## Work task
The output should consist solely of the lines running from the one that contains "pub fn flags_from_uids(devices: &[Device], uids: &[Uid])" through the end of the records below, copied exactly.

┌─ Extracted entries

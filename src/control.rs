//! Capabilities the reflector and terminator need from the page.
//!
//! [`dom`](crate::dom) implements these on top of `web-sys`; tests use in-memory fakes.

/// An activation of the login/logout control (a click, in the browser).
pub trait Activation {
    /// Suppresses the control's default navigation.
    fn prevent_default(&self);
}

/// Handler run on every activation of a control.
pub type OnActivate = Box<dyn FnMut(&dyn Activation)>;

/// The single interactive element toggling between login and logout.
pub trait LoginControl {
    /// Current visible text.
    fn text(&self) -> String;

    /// Current navigation target, if any.
    fn navigation_target(&self) -> Option<String>;

    fn set_text(&mut self, text: &str);

    fn set_navigation_target(&mut self, target: &str);

    /// Installs `callback` as the control's activation handler.
    ///
    /// A control holds at most one handler from this crate: installing a new one replaces
    /// the previous one, so running the reflector twice never logs out twice per click.
    fn on_activate(&mut self, callback: OnActivate);
}

/// The document hosting the control.
pub trait Page {
    type Control: LoginControl;

    /// Returns the first element matching `selector`, or `None` if there is none.
    fn login_control(&self, selector: &str) -> Option<Self::Control>;
}

/// User-facing effects of logging out.
pub trait Navigator: Clone {
    /// Presents a blocking acknowledgment and returns once it is dismissed.
    fn acknowledge(&self, message: &str);

    /// Sends the browser to `target`, ending the current page view.
    fn navigate(&self, target: &str);
}
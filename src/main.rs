//! Spectera Transfer CLI
//!
//! Command-line interface for transferring base station settings.

use anyhow::Context;
use clap::Parser;
use env_logger::Env;
use log::debug;

use spectera_transfer::cli::{commands, Cli, Commands};
use spectera_transfer::TransferError;

fn main() {
    let cli = Cli::parse();

    let default_filter = if cli.verbose { "debug" } else { "info" };
    env_logger::Builder::from_env(Env::default().default_filter_or(default_filter)).init();

    debug!("Spectera Transfer v{}", env!("CARGO_PKG_VERSION"));

    if let Err(err) = run(cli.command) {
        eprintln!("error: {:#}", err);
        for hint in error_hints(&err) {
            eprintln!("  {}", hint);
        }
        std::process::exit(1);
    }
}

fn run(command: Commands) -> anyhow::Result<()> {
    match command {
        Commands::Inspect { path } => commands::inspect(&path)
            .with_context(|| format!("inspecting {}", path.display()))?,
        Commands::Devices { path } => commands::list_devices(&path)
            .with_context(|| format!("listing devices of {}", path.display()))?,
        Commands::Transfer(args) => commands::transfer(&args).context("transfer failed")?,
    }
    Ok(())
}

/// What to tell the operator after a failed command.
fn error_hints(err: &anyhow::Error) -> Vec<&'static str> {
    match err.downcast_ref::<TransferError>() {
        Some(transfer_err) if transfer_err.is_recoverable() => transfer_err.recovery_suggestions(),
        _ => vec!["Run again with --verbose and report the log if the problem persists"],
    }
}
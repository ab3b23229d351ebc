//! Output composition and the generation session.
//!
//! A generation validates the request, maps UIDs, asks for confirmation when
//! the mapping is partial, and only then builds the output. Any failure
//! leaves nothing behind.

use log::{info, warn};

use crate::error::{Result, TransferError};
use crate::snapshot::Snapshot;
use crate::transfer::graft::{graft_routing, GraftSummary, Routing};
use crate::transfer::selector::{select_devices, Selection, SelectionMode};
use crate::transfer::uid_map::{map_uids, PartialMapping, UidMapping};

/// Decides whether to go ahead when some devices keep their source UID.
pub trait ConfirmPartial {
    fn confirm(&mut self, warning: &PartialMapping) -> bool;
}

impl<F> ConfirmPartial for F
where
    F: FnMut(&PartialMapping) -> bool,
{
    fn confirm(&mut self, warning: &PartialMapping) -> bool {
        self(warning)
    }
}

/// What to transfer.
#[derive(Debug, Clone, Default)]
pub struct GenerationRequest {
    pub mode: SelectionMode,
    /// Checked flags by source device index.
    pub checked: Vec<bool>,
}

impl GenerationRequest {
    pub fn all() -> Self {
        Self {
            mode: SelectionMode::TransferAll,
            checked: Vec::new(),
        }
    }

    pub fn selected(checked: Vec<bool>) -> Self {
        Self {
            mode: SelectionMode::TransferSelected,
            checked,
        }
    }
}

/// A produced output and how it came about.
#[derive(Debug, Clone)]
pub struct Generation {
    pub snapshot: Snapshot,
    pub mapping: UidMapping,
    pub graft: GraftSummary,
}

impl Generation {
    /// One-line description of the transfer.
    pub fn summary(&self) -> String {
        format!(
            "Transferred {} device(s), {} UIDs mapped",
            self.snapshot.paired_devices.len(),
            self.mapping.changed_count()
        )
    }
}

/// Loaded source and target snapshots, read-only for every generation.
#[derive(Debug, Clone)]
pub struct TransferSession {
    source: Snapshot,
    target: Snapshot,
}

impl TransferSession {
    pub fn new(source: Snapshot, target: Snapshot) -> Self {
        Self { source, target }
    }

    pub fn source(&self) -> &Snapshot {
        &self.source
    }

    pub fn target(&self) -> &Snapshot {
        &self.target
    }

    /// Run one generation.
    ///
    /// # Errors
    /// - `EmptySelection` if the request selects nothing
    /// - `NoTargetDevices` if the target has no paired devices
    /// - `PartialMappingDeclined` if `confirm` rejects a partial mapping
    pub fn generate(
        &self,
        request: &GenerationRequest,
        confirm: &mut dyn ConfirmPartial,
    ) -> Result<Generation> {
        let selection = select_devices(request.mode, &self.source.paired_devices, &request.checked)?;

        if self.target.paired_devices.is_empty() {
            return Err(TransferError::NoTargetDevices);
        }

        let mapping = map_uids(
            &self.source.paired_devices,
            &self.target.paired_devices,
            &selection,
        );
        info!(
            "Selected {} device(s), {} mapped to target slots",
            selection.len(),
            mapping.mapped_count()
        );

        if let Some(warning) = mapping.partial(selection.len()) {
            warn!("{}", warning);
            if !confirm.confirm(&warning) {
                return Err(TransferError::PartialMappingDeclined {
                    mapped: warning.mapped,
                    selected: warning.selected,
                });
            }
        }

        let (snapshot, graft) = compose_output(&self.source, &self.target, &selection, &mapping);
        info!(
            "Grafted routing: {} link(s) added, {} input(s) and {} output(s) touched",
            graft.links_added,
            graft.inputs_merged + graft.inputs_added,
            graft.outputs_merged + graft.outputs_added
        );

        Ok(Generation {
            snapshot,
            mapping,
            graft,
        })
    }
}

/// Build the output snapshot.
///
/// Starts from a clone of `target`, replaces the paired devices with the
/// selected source devices carrying their mapped UIDs, and grafts the
/// routing they reference onto the target's routing.
pub fn compose_output(
    source: &Snapshot,
    target: &Snapshot,
    selection: &Selection<'_>,
    mapping: &UidMapping,
) -> (Snapshot, GraftSummary) {
    let mut output = target.clone();

    output.paired_devices = selection
        .iter()
        .map(|(index, device)| {
            let mut device = device.clone();
            if let Some(uid) = mapping.effective_for_index(index) {
                device.mt_uid = uid.clone();
            }
            device
        })
        .collect();

    let (routing, graft) = graft_routing(source, selection.devices(), &Routing::of(target));
    routing.install(&mut output);

    (output, graft)
}
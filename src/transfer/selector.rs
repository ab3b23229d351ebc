//! Device selection.
//!
//! Turns a selection mode plus per-device checked flags into the ordered
//! subset of source devices to transfer.

use clap::ValueEnum;
use serde::{Deserialize, Serialize};

use crate::error::{Result, TransferError};
use crate::snapshot::{Device, Uid};

/// Which source devices a transfer covers.
#[derive(Debug, Clone, Copy, PartialEq, Eq, Default, Serialize, Deserialize, ValueEnum)]
#[serde(rename_all = "snake_case")]
pub enum SelectionMode {
    /// Every source device, regardless of flags.
    #[value(name = "transfer_all")]
    TransferAll,
    /// Only the devices flagged as checked.
    #[default]
    #[value(name = "transfer_selected")]
    TransferSelected,
}

/// Selected source devices in source order.
#[derive(Debug, Clone)]
pub struct Selection<'a> {
    entries: Vec<(usize, &'a Device)>,
}

impl<'a> Selection<'a> {
    /// Source indices of the selected devices.
    pub fn indices(&self) -> impl Iterator<Item = usize> + '_ {
        self.entries.iter().map(|(i, _)| *i)
    }

    /// Selected devices, un-remapped.
    pub fn devices(&self) -> impl Iterator<Item = &'a Device> + '_ {
        self.entries.iter().map(|(_, d)| *d)
    }

    /// `(source index, device)` pairs.
    pub fn iter(&self) -> impl Iterator<Item = (usize, &'a Device)> + '_ {
        self.entries.iter().copied()
    }

    pub fn contains_index(&self, index: usize) -> bool {
        // Entries are sorted by index.
        self.entries.binary_search_by_key(&index, |(i, _)| *i).is_ok()
    }

    pub fn len(&self) -> usize {
        self.entries.len()
    }

    pub fn is_empty(&self) -> bool {
        self.entries.is_empty()
    }
}

/// Select source devices for transfer.
///
/// `checked[i]` flags the device at source index `i`; missing flags count as
/// unchecked. `TransferAll` ignores the flags entirely.
///
/// # Errors
/// Returns `TransferError::EmptySelection` if nothing ends up selected.
pub fn select_devices<'a>(
    mode: SelectionMode,
    devices: &'a [Device],
    checked: &[bool],
) -> Result<Selection<'a>> {
    let entries: Vec<(usize, &Device)> = match mode {
        SelectionMode::TransferAll => devices.iter().enumerate().collect(),
        SelectionMode::TransferSelected => devices
            .iter()
            .enumerate()
            .filter(|(i, _)| checked.get(*i).copied().unwrap_or(false))
            .collect(),
    };

    if entries.is_empty() {
        return Err(TransferError::EmptySelection);
    }

    Ok(Selection { entries })
}

/// Checked flags for the given source indices.
pub fn flags_from_indices(device_count: usize, indices: &[usize]) -> Result<Vec<bool>> {
    let mut flags = vec![false; device_count];
    for &index in indices {
        let flag = flags
            .get_mut(index)
            .ok_or(TransferError::DeviceIndexOutOfRange {
                index,
                len: device_count,
            })?;
        *flag = true;
    }
    Ok(flags)
}

/// Checked flags for the source devices carrying the given UIDs.
pub fn flags_from_uids(devices: &[Device], uids: &[Uid]) -> Result<Vec<bool>> {
    let mut flags = vec![false; devices.len()];
    for uid in uids {
        let index = devices
            .iter()
            .position(|d| &d.mt_uid == uid)
            .ok_or_else(|| TransferError::UnknownDeviceUid {
                uid: uid.to_string(),
            })?;
        flags[index] = true;
    }
    Ok(flags)
}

└─

## Solution
pub fn flags_from_uids(devices: &[Device], uids: &[Uid]) -> Result<Vec<bool>> {
    let mut flags = vec![false; devices.len()];
    for uid in uids {
        let index = devices
            .iter()
            .position(|d| &d.mt_uid == uid)
            .ok_or_else(|| TransferError::UnknownDeviceUid {
                uid: uid.to_string(),
            })?;
        flags[index] = true;
    }
    Ok(flags)
}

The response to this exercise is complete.